Task instructions:
A complete and exact copy of the entries below is the expected result.

Dataset records:
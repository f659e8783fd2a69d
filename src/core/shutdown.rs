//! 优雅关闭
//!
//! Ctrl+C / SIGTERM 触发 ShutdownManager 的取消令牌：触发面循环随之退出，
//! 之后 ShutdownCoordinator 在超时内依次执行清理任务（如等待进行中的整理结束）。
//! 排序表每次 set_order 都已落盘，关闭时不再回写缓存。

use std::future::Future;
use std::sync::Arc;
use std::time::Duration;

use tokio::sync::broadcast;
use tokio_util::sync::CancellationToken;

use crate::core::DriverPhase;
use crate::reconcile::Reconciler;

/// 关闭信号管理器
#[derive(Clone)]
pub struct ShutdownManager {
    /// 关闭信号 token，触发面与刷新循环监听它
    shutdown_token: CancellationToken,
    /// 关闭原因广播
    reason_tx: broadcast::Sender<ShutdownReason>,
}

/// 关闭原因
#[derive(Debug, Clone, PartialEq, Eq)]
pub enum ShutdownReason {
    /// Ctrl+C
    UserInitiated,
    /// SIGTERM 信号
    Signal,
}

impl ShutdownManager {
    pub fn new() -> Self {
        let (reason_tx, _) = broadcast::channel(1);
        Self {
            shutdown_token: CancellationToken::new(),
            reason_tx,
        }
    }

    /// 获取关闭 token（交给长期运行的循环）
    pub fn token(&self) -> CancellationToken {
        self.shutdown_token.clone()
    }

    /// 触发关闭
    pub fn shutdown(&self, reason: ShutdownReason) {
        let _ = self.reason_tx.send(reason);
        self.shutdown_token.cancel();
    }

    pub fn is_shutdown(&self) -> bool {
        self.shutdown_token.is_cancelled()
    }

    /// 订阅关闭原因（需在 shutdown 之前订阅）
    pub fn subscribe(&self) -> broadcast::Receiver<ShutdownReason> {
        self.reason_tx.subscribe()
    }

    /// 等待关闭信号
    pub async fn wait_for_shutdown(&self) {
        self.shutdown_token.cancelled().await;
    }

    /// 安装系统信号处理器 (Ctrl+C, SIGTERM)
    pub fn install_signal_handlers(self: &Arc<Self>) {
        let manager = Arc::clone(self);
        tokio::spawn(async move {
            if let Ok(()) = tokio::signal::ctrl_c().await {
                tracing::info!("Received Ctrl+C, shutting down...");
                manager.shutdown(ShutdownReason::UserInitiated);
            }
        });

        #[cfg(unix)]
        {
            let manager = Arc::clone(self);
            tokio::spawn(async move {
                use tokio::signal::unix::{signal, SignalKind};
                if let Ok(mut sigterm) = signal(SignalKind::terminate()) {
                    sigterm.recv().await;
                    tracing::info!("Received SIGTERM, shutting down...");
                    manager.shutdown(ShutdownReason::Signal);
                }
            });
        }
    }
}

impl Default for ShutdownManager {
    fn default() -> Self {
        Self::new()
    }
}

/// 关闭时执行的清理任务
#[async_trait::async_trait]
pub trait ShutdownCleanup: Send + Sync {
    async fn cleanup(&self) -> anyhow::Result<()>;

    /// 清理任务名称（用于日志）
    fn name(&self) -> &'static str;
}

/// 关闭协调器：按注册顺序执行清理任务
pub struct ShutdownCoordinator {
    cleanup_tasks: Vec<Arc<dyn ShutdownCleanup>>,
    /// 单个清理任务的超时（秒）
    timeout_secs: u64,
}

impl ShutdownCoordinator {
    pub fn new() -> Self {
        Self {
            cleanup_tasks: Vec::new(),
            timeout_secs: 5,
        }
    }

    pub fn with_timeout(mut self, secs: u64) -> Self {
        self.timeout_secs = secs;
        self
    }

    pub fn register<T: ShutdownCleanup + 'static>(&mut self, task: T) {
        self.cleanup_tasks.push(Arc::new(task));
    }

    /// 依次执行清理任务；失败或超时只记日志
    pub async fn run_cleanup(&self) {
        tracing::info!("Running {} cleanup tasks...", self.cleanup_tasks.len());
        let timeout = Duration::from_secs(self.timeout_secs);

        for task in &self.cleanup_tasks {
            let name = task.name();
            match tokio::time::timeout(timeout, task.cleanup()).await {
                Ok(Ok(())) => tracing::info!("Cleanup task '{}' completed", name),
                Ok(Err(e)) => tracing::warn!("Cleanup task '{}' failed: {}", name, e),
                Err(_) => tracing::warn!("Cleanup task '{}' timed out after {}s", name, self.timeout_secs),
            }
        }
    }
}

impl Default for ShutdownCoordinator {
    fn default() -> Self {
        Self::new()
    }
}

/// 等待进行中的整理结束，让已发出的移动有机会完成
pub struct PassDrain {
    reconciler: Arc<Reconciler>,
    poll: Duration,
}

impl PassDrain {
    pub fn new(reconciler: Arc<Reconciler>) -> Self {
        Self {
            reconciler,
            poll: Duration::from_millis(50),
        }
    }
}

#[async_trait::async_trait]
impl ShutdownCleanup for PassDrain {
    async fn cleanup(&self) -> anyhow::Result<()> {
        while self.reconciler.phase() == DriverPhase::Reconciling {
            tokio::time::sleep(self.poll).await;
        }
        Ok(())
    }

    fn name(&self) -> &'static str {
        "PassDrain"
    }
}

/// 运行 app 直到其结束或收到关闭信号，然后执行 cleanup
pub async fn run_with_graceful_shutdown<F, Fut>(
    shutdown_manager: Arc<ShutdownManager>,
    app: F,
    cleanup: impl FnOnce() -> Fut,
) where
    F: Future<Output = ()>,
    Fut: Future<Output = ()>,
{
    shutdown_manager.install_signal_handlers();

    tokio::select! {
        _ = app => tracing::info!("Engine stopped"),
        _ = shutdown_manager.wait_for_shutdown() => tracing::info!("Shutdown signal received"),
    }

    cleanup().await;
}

Exercise solution:
repository f659e8783fd2a69d
filename src/core/shutdown.rs
//! 优雅关闭
//!
//! Ctrl+C / SIGTERM 触发 ShutdownManager 的取消令牌：触发面循环随之退出，
//! 之后 ShutdownCoordinator 在超时内依次执行清理任务（如等待进行中的整理结束）。
//! 排序表每次 set_order 都已落盘，关闭时不再回写缓存。

use std::future::Future;
use std::sync::Arc;
use std::time::Duration;

use tokio::sync::broadcast;
use tokio_util::sync::CancellationToken;

use crate::core::DriverPhase;
use crate::reconcile::Reconciler;

/// 关闭信号管理器
#[derive(Clone)]
pub struct ShutdownManager {
    /// 关闭信号 token，触发面与刷新循环监听它
    shutdown_token: CancellationToken,
    /// 关闭原因广播
    reason_tx: broadcast::Sender<ShutdownReason>,
}

/// 关闭原因
#[derive(Debug, Clone, PartialEq, Eq)]
pub enum ShutdownReason {
    /// Ctrl+C
    UserInitiated,
    /// SIGTERM 信号
    Signal,
}

impl ShutdownManager {
    pub fn new() -> Self {
        let (reason_tx, _) = broadcast::channel(1);
        Self {
            shutdown_token: CancellationToken::new(),
            reason_tx,
        }
    }

    /// 获取关闭 token（交给长期运行的循环）
    pub fn token(&self) -> CancellationToken {
        self.shutdown_token.clone()
    }

    /// 触发关闭
    pub fn shutdown(&self, reason: ShutdownReason) {
        let _ = self.reason_tx.send(reason);
        self.shutdown_token.cancel();
    }

    pub fn is_shutdown(&self) -> bool {
        self.shutdown_token.is_cancelled()
    }

    /// 订阅关闭原因（需在 shutdown 之前订阅）
    pub fn subscribe(&self) -> broadcast::Receiver<ShutdownReason> {
        self.reason_tx.subscribe()
    }

    /// 等待关闭信号
    pub async fn wait_for_shutdown(&self) {
        self.shutdown_token.cancelled().await;
    }

    /// 安装系统信号处理器 (Ctrl+C, SIGTERM)
    pub fn install_signal_handlers(self: &Arc<Self>) {
        let manager = Arc::clone(self);
        tokio::spawn(async move {
            if let Ok(()) = tokio::signal::ctrl_c().await {
                tracing::info!("Received Ctrl+C, shutting down...");
                manager.shutdown(ShutdownReason::UserInitiated);
            }
        });

        #[cfg(unix)]
        {
            let manager = Arc::clone(self);
            tokio::spawn(async move {
                use tokio::signal::unix::{signal, SignalKind};
                if let Ok(mut sigterm) = signal(SignalKind::terminate()) {
                    sigterm.recv().await;
                    tracing::info!("Received SIGTERM, shutting down...");
                    manager.shutdown(ShutdownReason::Signal);
                }
            });
        }
    }
}

impl Default for ShutdownManager {
    fn default() -> Self {
        Self::new()
    }
}

/// 关闭时执行的清理任务
#[async_trait::async_trait]
pub trait ShutdownCleanup: Send + Sync {
    async fn cleanup(&self) -> anyhow::Result<()>;

    /// 清理任务名称（用于日志）
    fn name(&self) -> &'static str;
}

/// 关闭协调器：按注册顺序执行清理任务
pub struct ShutdownCoordinator {
    cleanup_tasks: Vec<Arc<dyn ShutdownCleanup>>,
    /// 单个清理任务的超时（秒）
    timeout_secs: u64,
}

impl ShutdownCoordinator {
    pub fn new() -> Self {
        Self {
            cleanup_tasks: Vec::new(),
            timeout_secs: 5,
        }
    }

    pub fn with_timeout(mut self, secs: u64) -> Self {
        self.timeout_secs = secs;
        self
    }

    pub fn register<T: ShutdownCleanup + 'static>(&mut self, task: T) {
        self.cleanup_tasks.push(Arc::new(task));
    }

    /// 依次执行清理任务；失败或超时只记日志
    pub async fn run_cleanup(&self) {
        tracing::info!("Running {} cleanup tasks...", self.cleanup_tasks.len());
        let timeout = Duration::from_secs(self.timeout_secs);

        for task in &self.cleanup_tasks {
            let name = task.name();
            match tokio::time::timeout(timeout, task.cleanup()).await {
                Ok(Ok(())) => tracing::info!("Cleanup task '{}' completed", name),
                Ok(Err(e)) => tracing::warn!("Cleanup task '{}' failed: {}", name, e),
                Err(_) => tracing::warn!("Cleanup task '{}' timed out after {}s", name, self.timeout_secs),
            }
        }
    }
}

impl Default for ShutdownCoordinator {
    fn default() -> Self {
        Self::new()
    }
}

/// 等待进行中的整理结束，让已发出的移动有机会完成
pub struct PassDrain {
    reconciler: Arc<Reconciler>,
    poll: Duration,
}

impl PassDrain {
    pub fn new(reconciler: Arc<Reconciler>) -> Self {
        Self {
            reconciler,
            poll: Duration::from_millis(50),
        }
    }
}

#[async_trait::async_trait]
impl ShutdownCleanup for PassDrain {
    async fn cleanup(&self) -> anyhow::Result<()> {
        while self.reconciler.phase() == DriverPhase::Reconciling {
            tokio::time::sleep(self.poll).await;
        }
        Ok(())
    }

    fn name(&self) -> &'static str {
        "PassDrain"
    }
}

/// 运行 app 直到其结束或收到关闭信号，然后执行 cleanup
pub async fn run_with_graceful_shutdown<F, Fut>(
    shutdown_manager: Arc<ShutdownManager>,
    app: F,
    cleanup: impl FnOnce() -> Fut,
) where
    F: Future<Output = ()>,
    Fut: Future<Output = ()>,
{
    shutdown_manager.install_signal_handlers();

    tokio::select! {
        _ = app => tracing::info!("Engine stopped"),
        _ = shutdown_manager.wait_for_shutdown() => tracing::info!("Shutdown signal received"),
    }

    cleanup().await;
}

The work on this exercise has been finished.